_DATA SECTION_
=== Section Start ===
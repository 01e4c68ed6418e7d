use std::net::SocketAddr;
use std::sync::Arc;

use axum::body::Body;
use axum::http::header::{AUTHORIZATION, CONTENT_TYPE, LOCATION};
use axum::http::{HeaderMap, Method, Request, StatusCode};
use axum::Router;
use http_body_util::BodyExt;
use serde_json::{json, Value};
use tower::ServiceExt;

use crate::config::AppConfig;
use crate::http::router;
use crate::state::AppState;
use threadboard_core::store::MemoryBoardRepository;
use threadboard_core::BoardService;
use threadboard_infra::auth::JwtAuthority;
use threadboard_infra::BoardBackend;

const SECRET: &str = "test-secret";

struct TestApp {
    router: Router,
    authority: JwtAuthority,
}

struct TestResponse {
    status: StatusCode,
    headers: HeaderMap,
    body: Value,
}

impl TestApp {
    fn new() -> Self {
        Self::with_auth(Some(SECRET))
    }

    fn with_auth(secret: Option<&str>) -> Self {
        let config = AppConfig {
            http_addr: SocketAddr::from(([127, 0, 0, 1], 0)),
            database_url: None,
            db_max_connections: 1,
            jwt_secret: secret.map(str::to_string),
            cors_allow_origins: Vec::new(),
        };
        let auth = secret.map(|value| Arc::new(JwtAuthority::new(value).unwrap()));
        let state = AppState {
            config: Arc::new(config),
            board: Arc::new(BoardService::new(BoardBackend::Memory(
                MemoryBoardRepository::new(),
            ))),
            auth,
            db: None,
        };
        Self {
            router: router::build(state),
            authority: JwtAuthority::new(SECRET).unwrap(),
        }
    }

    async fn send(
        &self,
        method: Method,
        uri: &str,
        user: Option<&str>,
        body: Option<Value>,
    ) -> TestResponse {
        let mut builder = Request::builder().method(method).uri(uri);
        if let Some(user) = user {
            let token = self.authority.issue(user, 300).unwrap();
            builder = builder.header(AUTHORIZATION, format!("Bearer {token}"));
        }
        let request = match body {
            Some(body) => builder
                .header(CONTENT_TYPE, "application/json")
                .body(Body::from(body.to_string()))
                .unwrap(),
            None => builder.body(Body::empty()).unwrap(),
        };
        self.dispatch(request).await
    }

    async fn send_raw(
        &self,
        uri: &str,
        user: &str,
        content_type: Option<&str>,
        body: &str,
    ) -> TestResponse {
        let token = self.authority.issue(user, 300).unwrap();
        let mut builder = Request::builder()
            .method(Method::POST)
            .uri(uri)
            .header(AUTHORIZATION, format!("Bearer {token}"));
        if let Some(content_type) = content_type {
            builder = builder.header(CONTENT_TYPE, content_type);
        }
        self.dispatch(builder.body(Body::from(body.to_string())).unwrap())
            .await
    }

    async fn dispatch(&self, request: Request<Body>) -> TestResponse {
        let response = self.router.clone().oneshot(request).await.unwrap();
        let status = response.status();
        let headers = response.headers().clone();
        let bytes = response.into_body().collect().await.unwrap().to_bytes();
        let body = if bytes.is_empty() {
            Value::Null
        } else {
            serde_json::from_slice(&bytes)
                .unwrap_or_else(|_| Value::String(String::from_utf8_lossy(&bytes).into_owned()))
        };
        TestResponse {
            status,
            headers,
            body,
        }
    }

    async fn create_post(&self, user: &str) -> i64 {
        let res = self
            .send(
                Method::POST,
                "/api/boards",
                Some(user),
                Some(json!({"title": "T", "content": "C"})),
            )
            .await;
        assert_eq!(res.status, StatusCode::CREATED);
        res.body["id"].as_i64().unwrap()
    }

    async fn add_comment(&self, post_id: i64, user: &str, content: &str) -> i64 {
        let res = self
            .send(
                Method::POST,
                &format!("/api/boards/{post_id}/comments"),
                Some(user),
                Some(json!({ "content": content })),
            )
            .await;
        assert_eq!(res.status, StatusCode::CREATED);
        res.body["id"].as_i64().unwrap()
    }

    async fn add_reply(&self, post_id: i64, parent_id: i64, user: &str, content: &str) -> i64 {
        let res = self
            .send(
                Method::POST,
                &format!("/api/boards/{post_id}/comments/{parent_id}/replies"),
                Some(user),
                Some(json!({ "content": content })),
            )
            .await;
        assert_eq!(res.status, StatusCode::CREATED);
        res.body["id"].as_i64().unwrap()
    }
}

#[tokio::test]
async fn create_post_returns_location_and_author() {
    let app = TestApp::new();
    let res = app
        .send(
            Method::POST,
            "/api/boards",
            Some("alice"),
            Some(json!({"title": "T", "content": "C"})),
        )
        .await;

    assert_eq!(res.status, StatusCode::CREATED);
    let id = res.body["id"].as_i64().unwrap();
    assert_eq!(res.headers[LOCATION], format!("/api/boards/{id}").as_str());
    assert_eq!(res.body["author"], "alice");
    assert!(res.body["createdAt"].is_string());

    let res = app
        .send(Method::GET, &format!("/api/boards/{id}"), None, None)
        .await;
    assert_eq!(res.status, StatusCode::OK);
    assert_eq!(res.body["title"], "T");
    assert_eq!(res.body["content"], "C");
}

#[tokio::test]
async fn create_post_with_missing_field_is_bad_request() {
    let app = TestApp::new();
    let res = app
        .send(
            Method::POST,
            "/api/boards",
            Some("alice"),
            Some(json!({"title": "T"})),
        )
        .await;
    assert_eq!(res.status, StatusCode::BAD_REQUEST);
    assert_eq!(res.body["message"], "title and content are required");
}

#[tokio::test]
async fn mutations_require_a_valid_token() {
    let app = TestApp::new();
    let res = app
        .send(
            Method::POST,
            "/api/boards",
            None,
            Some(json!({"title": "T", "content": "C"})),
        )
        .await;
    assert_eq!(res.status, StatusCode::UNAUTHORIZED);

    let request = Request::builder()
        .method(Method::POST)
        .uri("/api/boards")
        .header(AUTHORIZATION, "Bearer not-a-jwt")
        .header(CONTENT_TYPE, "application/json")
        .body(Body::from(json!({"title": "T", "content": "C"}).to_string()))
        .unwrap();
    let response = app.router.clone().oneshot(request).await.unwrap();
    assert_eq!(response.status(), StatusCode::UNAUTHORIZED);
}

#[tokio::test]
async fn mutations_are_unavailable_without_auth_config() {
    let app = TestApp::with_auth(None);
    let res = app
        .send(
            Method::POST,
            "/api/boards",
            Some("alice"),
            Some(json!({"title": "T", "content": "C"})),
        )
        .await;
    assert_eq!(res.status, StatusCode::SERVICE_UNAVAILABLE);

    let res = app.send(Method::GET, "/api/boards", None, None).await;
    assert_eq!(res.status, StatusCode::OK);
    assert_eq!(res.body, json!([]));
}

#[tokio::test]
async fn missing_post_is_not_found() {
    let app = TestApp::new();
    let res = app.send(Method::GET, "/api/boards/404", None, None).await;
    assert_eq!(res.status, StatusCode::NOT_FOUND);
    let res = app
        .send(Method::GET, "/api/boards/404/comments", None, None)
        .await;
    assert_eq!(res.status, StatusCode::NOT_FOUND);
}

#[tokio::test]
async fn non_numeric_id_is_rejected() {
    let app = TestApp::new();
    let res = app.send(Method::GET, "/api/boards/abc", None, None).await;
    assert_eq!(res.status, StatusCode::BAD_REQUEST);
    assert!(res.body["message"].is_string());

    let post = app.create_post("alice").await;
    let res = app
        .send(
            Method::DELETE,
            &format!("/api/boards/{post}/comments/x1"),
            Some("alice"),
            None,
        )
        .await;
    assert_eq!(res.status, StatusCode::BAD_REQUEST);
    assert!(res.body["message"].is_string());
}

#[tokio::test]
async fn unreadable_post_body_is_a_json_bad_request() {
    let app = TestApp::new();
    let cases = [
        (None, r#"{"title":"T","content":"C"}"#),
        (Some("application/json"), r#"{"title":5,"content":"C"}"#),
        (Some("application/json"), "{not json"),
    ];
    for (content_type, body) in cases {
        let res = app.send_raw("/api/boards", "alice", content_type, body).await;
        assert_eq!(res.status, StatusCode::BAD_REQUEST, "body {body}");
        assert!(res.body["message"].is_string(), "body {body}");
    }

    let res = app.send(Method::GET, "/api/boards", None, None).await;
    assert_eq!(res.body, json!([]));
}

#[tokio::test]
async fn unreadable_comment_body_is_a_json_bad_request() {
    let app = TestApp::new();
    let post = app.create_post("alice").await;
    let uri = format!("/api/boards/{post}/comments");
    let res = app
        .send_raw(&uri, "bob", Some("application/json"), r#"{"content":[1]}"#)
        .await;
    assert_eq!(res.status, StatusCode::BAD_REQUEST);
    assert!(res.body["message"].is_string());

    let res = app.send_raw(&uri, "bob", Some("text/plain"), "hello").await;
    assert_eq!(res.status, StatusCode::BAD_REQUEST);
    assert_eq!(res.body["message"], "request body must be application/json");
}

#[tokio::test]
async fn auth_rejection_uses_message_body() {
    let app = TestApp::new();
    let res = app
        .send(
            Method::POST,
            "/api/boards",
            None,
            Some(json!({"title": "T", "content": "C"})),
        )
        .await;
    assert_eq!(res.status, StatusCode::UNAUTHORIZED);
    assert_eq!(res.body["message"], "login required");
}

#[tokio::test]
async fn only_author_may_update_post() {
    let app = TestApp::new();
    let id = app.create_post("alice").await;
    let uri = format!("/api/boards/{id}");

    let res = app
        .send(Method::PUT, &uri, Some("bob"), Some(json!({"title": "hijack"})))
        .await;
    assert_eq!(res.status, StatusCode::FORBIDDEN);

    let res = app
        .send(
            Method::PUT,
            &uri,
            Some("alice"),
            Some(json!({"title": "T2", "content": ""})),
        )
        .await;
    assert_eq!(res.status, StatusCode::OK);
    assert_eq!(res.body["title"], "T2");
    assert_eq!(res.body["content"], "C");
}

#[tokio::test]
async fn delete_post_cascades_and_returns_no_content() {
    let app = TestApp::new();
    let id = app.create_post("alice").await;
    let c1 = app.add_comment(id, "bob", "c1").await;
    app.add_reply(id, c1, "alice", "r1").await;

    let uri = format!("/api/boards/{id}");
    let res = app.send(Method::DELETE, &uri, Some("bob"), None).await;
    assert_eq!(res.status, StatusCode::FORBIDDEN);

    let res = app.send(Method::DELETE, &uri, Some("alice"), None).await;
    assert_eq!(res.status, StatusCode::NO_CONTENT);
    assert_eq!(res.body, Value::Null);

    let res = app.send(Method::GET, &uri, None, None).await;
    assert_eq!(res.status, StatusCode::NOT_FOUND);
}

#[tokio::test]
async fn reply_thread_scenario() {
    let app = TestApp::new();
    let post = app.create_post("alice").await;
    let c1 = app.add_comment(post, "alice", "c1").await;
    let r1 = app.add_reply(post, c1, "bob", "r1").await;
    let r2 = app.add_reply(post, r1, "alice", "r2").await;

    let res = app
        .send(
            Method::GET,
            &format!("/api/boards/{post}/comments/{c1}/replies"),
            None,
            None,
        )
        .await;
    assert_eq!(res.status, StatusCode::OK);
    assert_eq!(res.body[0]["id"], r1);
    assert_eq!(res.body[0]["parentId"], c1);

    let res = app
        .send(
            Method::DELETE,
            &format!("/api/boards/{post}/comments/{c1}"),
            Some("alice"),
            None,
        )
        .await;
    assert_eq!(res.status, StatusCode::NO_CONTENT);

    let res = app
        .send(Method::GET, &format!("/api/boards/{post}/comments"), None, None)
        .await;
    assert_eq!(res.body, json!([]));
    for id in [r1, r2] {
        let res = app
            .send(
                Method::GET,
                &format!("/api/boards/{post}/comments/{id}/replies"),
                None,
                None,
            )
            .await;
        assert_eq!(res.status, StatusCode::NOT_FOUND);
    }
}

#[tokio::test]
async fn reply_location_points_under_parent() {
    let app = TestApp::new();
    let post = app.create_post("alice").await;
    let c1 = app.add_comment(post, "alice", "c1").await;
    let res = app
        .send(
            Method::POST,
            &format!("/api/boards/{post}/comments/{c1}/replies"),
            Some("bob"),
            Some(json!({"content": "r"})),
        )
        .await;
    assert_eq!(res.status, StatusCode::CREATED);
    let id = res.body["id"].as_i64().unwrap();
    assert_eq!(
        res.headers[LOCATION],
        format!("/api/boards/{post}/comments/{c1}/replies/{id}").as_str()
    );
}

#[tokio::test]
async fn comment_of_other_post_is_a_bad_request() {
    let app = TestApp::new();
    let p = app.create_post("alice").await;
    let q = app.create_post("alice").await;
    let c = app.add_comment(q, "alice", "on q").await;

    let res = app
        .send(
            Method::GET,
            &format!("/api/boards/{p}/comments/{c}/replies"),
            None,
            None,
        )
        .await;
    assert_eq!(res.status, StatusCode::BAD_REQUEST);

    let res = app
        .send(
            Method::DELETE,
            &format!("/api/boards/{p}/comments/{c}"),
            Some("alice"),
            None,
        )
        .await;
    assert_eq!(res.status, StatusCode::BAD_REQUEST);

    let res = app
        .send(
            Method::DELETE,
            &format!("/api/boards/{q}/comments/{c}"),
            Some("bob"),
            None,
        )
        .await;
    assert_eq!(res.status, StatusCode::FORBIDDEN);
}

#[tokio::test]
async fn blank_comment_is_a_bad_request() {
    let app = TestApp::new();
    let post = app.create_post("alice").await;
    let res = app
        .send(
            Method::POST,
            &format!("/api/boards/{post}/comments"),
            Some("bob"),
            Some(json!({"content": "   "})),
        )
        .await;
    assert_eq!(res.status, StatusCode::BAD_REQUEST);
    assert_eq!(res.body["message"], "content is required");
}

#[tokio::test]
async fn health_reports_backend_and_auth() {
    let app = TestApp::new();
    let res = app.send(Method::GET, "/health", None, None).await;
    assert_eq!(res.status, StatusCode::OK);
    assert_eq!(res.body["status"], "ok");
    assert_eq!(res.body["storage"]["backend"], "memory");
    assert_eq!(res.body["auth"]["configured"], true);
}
=== Section End ===
_ACTION ITEM_
Reply with one number: the count of lines in the entries that include the word "Option".

_SOLUTION BELOW_
4